INDEX_BINARY, --index-binary: The binary for building the index, when using SYSTEM = native. The binary must either be in your PATH or you must specify the full path. Default: IndexBuilderMain (which is the default name of the binary for index building when compiling QLever).

Section `[server]`

PORT, --port: The port of the SPARQL endpoint created by qlever start. Default: none.

ACCESS_TOKEN, --access-token: The access token required for privileged operations such as qlever clear-cache --complete, qlever query --pin-to-cache, and qlever settings (when modifying a setting). Default: none (in which case no privileged operations are possible at all).

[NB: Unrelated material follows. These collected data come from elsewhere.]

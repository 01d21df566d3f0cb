//! Health check endpoints.

use crate::state::AppState;
use axum::{
    body::Body,
    response::{IntoResponse, Response},
    routing::get,
    Router,
};

/// Registers health check routes.
pub fn routes() -> Router<AppState> {
    Router::new().route("/health", get(health_check))
}

/// Returns 200 OK while the process is serving, whether or not the auth check is done.
async fn health_check() -> impl IntoResponse {
    Response::new(Body::from("OK"))
}
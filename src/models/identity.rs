use std::collections::HashMap;

use serde::{Deserialize, Serialize};

/// The resolved representation of the current user.
#[derive(Serialize, Deserialize, Debug, Clone, Default, PartialEq, Eq)]
pub struct Identity {
    pub realm: String,
    pub username: String,
    pub roles: Vec<String>,
    pub attributes: HashMap<String, String>,
}

impl Identity {
    /// Construct a new Identity with optional roles and attributes.
    pub fn new(
        realm: impl Into<String>,
        username: impl Into<String>,
        roles: Option<Vec<String>>,
        attributes: Option<HashMap<String, String>>,
    ) -> Self {
        Identity {
            realm: realm.into(),
            username: username.into(),
            roles: roles.unwrap_or_default(),
            attributes: attributes.unwrap_or_default(),
        }
    }

    pub fn has_role(&self, role: &str) -> bool {
        self.roles.iter().any(|r| r == role)
    }
}
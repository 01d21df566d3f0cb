//! Metrics recording implementation using Prometheus.

use prometheus::{
    register_counter_vec_with_registry, register_histogram_vec_with_registry,
    register_int_gauge_with_registry, CounterVec, Encoder, HistogramVec, IntGauge, Opts,
    Registry, TextEncoder,
};
use std::sync::Arc;

use crate::gate::Phase;

/// Trait for recording application metrics.
pub trait MetricsRecorder: Clone + Send + Sync + 'static {
    /// Records the current auth check phase.
    fn record_phase(&self, phase: Phase);

    /// Records the result and duration of the startup identity lookup.
    fn record_lookup(&self, result: &str, duration_secs: f64);

    /// Records how long a navigation waited at the auth gate.
    fn record_gate_wait(&self, outcome: &str, duration_secs: f64);

    /// Records the final decision for a navigation.
    fn record_navigation(&self, decision: &str);
}

/// Prometheus metrics collector.
#[derive(Clone)]
pub struct Metrics {
    registry: Arc<Registry>,

    auth_phase: IntGauge,
    lookup_total: CounterVec,
    lookup_duration_seconds: HistogramVec,

    gate_wait_seconds: HistogramVec,
    navigations_total: CounterVec,
}

impl Metrics {
    /// Creates a new metrics instance with its own Prometheus registry.
    pub fn new() -> Self {
        let registry = Arc::new(Registry::new());

        let auth_phase = register_int_gauge_with_registry!(
            Opts::new(
                "auth_phase",
                "Auth check phase (0 = unchecked, 1 = checking, 2 = done)"
            ),
            registry.clone()
        )
        .expect("Failed to register auth_phase");

        let lookup_total = register_counter_vec_with_registry!(
            Opts::new("identity_lookup_total", "Startup identity lookups by result"),
            &["result"],
            registry.clone()
        )
        .expect("Failed to register identity_lookup_total");

        let lookup_duration_seconds = register_histogram_vec_with_registry!(
            "identity_lookup_duration_seconds",
            "Startup identity lookup duration in seconds",
            &["result"],
            vec![0.01, 0.05, 0.1, 0.25, 0.5, 1.0, 2.5, 5.0, 10.0],
            registry.clone()
        )
        .expect("Failed to register identity_lookup_duration_seconds");

        let gate_wait_seconds = register_histogram_vec_with_registry!(
            "gate_wait_seconds",
            "Time navigations spent suspended at the auth gate",
            &["outcome"],
            vec![0.0, 0.005, 0.025, 0.1, 0.25, 0.5, 1.0, 2.5, 5.0, 10.0],
            registry.clone()
        )
        .expect("Failed to register gate_wait_seconds");

        let navigations_total = register_counter_vec_with_registry!(
            Opts::new("gate_navigations_total", "Navigations by final decision"),
            &["decision"],
            registry.clone()
        )
        .expect("Failed to register gate_navigations_total");

        Metrics {
            registry,
            auth_phase,
            lookup_total,
            lookup_duration_seconds,
            gate_wait_seconds,
            navigations_total,
        }
    }

    /// Renders all metrics in Prometheus text format.
    pub fn render(&self) -> String {
        let encoder = TextEncoder::new();
        let metric_families = self.registry.gather();
        let mut buffer = Vec::new();
        if let Err(e) = encoder.encode(&metric_families, &mut buffer) {
            tracing::warn!("Failed to encode metrics: {}", e);
            return String::new();
        }
        String::from_utf8_lossy(&buffer).into_owned()
    }
}

impl Default for Metrics {
    fn default() -> Self {
        Self::new()
    }
}

impl MetricsRecorder for Metrics {
    fn record_phase(&self, phase: Phase) {
        self.auth_phase.set(phase.as_gauge());
    }

    fn record_lookup(&self, result: &str, duration_secs: f64) {
        self.lookup_total.with_label_values(&[result]).inc();
        self.lookup_duration_seconds
            .with_label_values(&[result])
            .observe(duration_secs);
    }

    fn record_gate_wait(&self, outcome: &str, duration_secs: f64) {
        self.gate_wait_seconds
            .with_label_values(&[outcome])
            .observe(duration_secs);
    }

    fn record_navigation(&self, decision: &str) {
        self.navigations_total.with_label_values(&[decision]).inc();
    }
}
//! Library exports for authgate, shared between the binary and tests.

pub mod config;
pub mod gate;
pub mod lookup;
pub mod metrics;
pub mod models;
pub mod navigation;
pub mod routes;
pub mod startup;
pub mod state;
pub mod utils;
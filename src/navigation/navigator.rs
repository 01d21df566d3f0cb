use std::collections::HashMap;
use std::sync::{Arc, Mutex, MutexGuard};

use tokio::sync::oneshot;
use tracing::debug;
use uuid::Uuid;

use super::base::{Decision, MiddlewareChain, Navigation, NavigationContext};
use crate::metrics::{Metrics, MetricsRecorder};

#[derive(Debug, Clone, PartialEq, Eq)]
pub enum NavigationOutcome {
    Completed(Decision),
    /// A newer navigation in the same session replaced this one before it resolved.
    Superseded,
}

type PendingMap = HashMap<String, (Uuid, oneshot::Sender<()>)>;

/// Runs navigations through the middleware chain.
///
/// At most one navigation per session is pending; a newer one cancels the older, which
/// drops its suspended middlewares (and with them any gate waiter).
pub struct Navigator {
    chain: MiddlewareChain,
    context: Arc<NavigationContext>,
    metrics: Metrics,
    pending: Mutex<PendingMap>,
}

/// Clears this navigation's pending entry unless a newer one already replaced it.
struct PendingEntry<'a> {
    navigator: &'a Navigator,
    session: String,
    id: Uuid,
}

impl Drop for PendingEntry<'_> {
    fn drop(&mut self) {
        let mut pending = self.navigator.lock_pending();
        if pending
            .get(&self.session)
            .is_some_and(|(current, _)| *current == self.id)
        {
            pending.remove(&self.session);
        }
    }
}

impl Navigator {
    pub fn new(chain: MiddlewareChain, context: Arc<NavigationContext>, metrics: Metrics) -> Self {
        Navigator {
            chain,
            context,
            metrics,
            pending: Mutex::new(HashMap::new()),
        }
    }

    pub fn context(&self) -> &Arc<NavigationContext> {
        &self.context
    }

    fn lock_pending(&self) -> MutexGuard<'_, PendingMap> {
        self.pending
            .lock()
            .unwrap_or_else(|poisoned| poisoned.into_inner())
    }

    pub fn pending_count(&self) -> usize {
        self.lock_pending().len()
    }

    pub async fn navigate(&self, navigation: Navigation) -> NavigationOutcome {
        let session = match navigation.session.clone() {
            Some(session) => session,
            None => return NavigationOutcome::Completed(self.resolve(&navigation).await),
        };

        let (cancel_tx, cancel_rx) = oneshot::channel();
        let previous = self
            .lock_pending()
            .insert(session.clone(), (navigation.id, cancel_tx));
        if let Some((previous_id, cancel)) = previous {
            debug!(
                session = session.as_str(),
                superseded = %previous_id,
                navigation_id = %navigation.id,
                "superseding pending navigation"
            );
            let _ = cancel.send(());
        }
        let _entry = PendingEntry {
            navigator: self,
            session,
            id: navigation.id,
        };

        tokio::select! {
            decision = self.resolve(&navigation) => NavigationOutcome::Completed(decision),
            Ok(()) = cancel_rx => {
                self.metrics.record_navigation("superseded");
                NavigationOutcome::Superseded
            }
        }
    }

    async fn resolve(&self, navigation: &Navigation) -> Decision {
        let decision = self.chain.run(navigation, &self.context).await;
        self.metrics.record_navigation(decision.label());
        decision
    }
}
//! Auth check state endpoint.

use axum::{extract::State, routing::get, Json, Router};

use crate::gate::AuthSnapshot;
use crate::state::AppState;

pub fn routes() -> Router<AppState> {
    Router::new().route("/auth/state", get(auth_state))
}

/// Current phase, identity and completion time. Never waits for the check.
async fn auth_state(State(state): State<AppState>) -> Json<AuthSnapshot> {
    Json(state.auth.snapshot())
}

MEMORY_FOR_QUERIES, --memory-for-queries: The amount of memory that can be used for queries, specified with standard suffixes like k, M, G, and T. Default: 5G.

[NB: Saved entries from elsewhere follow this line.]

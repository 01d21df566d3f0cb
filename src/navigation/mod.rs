//! Navigation middlewares.
//!
//! Every navigation runs through a [`MiddlewareChain`]: the auth gate first, then the
//! maintenance guard and the access policy, which all share one [`NavigationContext`].

pub mod access;
pub mod base;
pub mod gate_middleware;
pub mod maintenance;
pub mod navigator;

pub use base::{
    matches_prefix, Decision, MiddlewareChain, Navigation, NavigationContext, RouteMiddleware,
};
pub use navigator::{NavigationOutcome, Navigator};
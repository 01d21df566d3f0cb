mod common;

use axum::http::{Method, StatusCode};
use common::{body_json, body_text, build_app, get, load_config, location, request};
use tower::ServiceExt;

const MAINTENANCE_CONFIG: &str = r#"
version: "1.0.0"
bind_address: 127.0.0.1:0
maintenance:
  enabled: true
  page: /maintenance
  exempt_prefixes: [/status]
access:
  public_prefixes: [/login, /status, /maintenance]
"#;

#[tokio::test]
async fn integration_maintenance_redirects() {
    let (router, app) = build_app(load_config(MAINTENANCE_CONFIG));
    app.initializer.run().await;

    let response = router.clone().oneshot(get("/dashboard")).await.unwrap();
    assert_eq!(response.status(), StatusCode::TEMPORARY_REDIRECT);
    assert_eq!(location(&response), "/maintenance");

    let response = router.clone().oneshot(get("/status/db")).await.unwrap();
    assert_eq!(response.status(), StatusCode::OK);

    let response = router.oneshot(get("/maintenance")).await.unwrap();
    assert_eq!(response.status(), StatusCode::OK);
}

#[tokio::test]
async fn integration_maintenance_toggled_off() {
    let (router, app) = build_app(load_config(MAINTENANCE_CONFIG));
    app.initializer.run().await;
    app.state.navigator.context().set_maintenance(false);

    let response = router.clone().oneshot(get("/maintenance")).await.unwrap();
    assert_eq!(response.status(), StatusCode::TEMPORARY_REDIRECT);
    assert_eq!(location(&response), "/");

    // Anonymous users still need to log in once maintenance is over.
    let response = router.oneshot(get("/dashboard")).await.unwrap();
    assert_eq!(response.status(), StatusCode::TEMPORARY_REDIRECT);
    assert_eq!(location(&response), "/login?redirect=%2Fdashboard");
}

#[tokio::test]
async fn integration_operational_routes_bypass_the_gate() {
    let (router, app) = build_app(load_config(MAINTENANCE_CONFIG));

    let response = router.clone().oneshot(get("/health")).await.unwrap();
    assert_eq!(response.status(), StatusCode::OK);
    assert_eq!(body_text(response).await, "OK");

    let response = router.oneshot(get("/auth/state")).await.unwrap();
    assert_eq!(response.status(), StatusCode::OK);
    assert_eq!(body_json(response).await["phase"], "unchecked");
    assert_eq!(app.state.auth.waiter_count(), 0);
}

#[tokio::test]
async fn integration_non_get_navigation_rejected() {
    let (router, app) = build_app(load_config(MAINTENANCE_CONFIG));
    app.initializer.run().await;

    let response = router
        .oneshot(request("/dashboard", Method::POST, None))
        .await
        .unwrap();
    assert_eq!(response.status(), StatusCode::METHOD_NOT_ALLOWED);
}

#[tokio::test]
async fn integration_metrics_report_navigations() {
    let (router, app) = build_app(load_config(MAINTENANCE_CONFIG));
    app.initializer.run().await;

    router.clone().oneshot(get("/dashboard")).await.unwrap();
    router.clone().oneshot(get("/status")).await.unwrap();

    let response = router.oneshot(get("/metrics")).await.unwrap();
    assert_eq!(response.status(), StatusCode::OK);
    let text = body_text(response).await;
    assert!(text.contains("auth_phase 2"));
    assert!(text.contains("identity_lookup_total{result=\"anonymous\"} 1"));
    assert!(text.contains("gate_navigations_total{decision=\"redirect\"} 1"));
    assert!(text.contains("gate_navigations_total{decision=\"proceed\"} 1"));
}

TIMEOUT, --timeout: The maximum time a query is allowed to run, specified with standard suffixes like s, m, and h. This is an approximate upper bound, queries might run longer in some cases. Default: 30s.

CACHE_MAX_SIZE, --cache-max-size: The maximum size of the cache used for caching query results, specified with standard suffixes like k, M, G, and T. When the total size of the cached results exceeds this value, the eviction strategy is Least Recently Used (LRU). Default: 2G.

CACHE_MAX_SIZE_SINGLE_ENTRY, --cache-max-size-single-entry: The maximum size of a single cache entry, specified with standard suffixes like k, M, G, and T. Default: 1G.

CACHE_MAX_NUM_ENTRIES, --cache-max-num-entries: The maximum number of cached results held in the cache at the same time. When the number of cached results exceeds this value, the eviction strategy is Least Recently Used (LRU). Default: 200.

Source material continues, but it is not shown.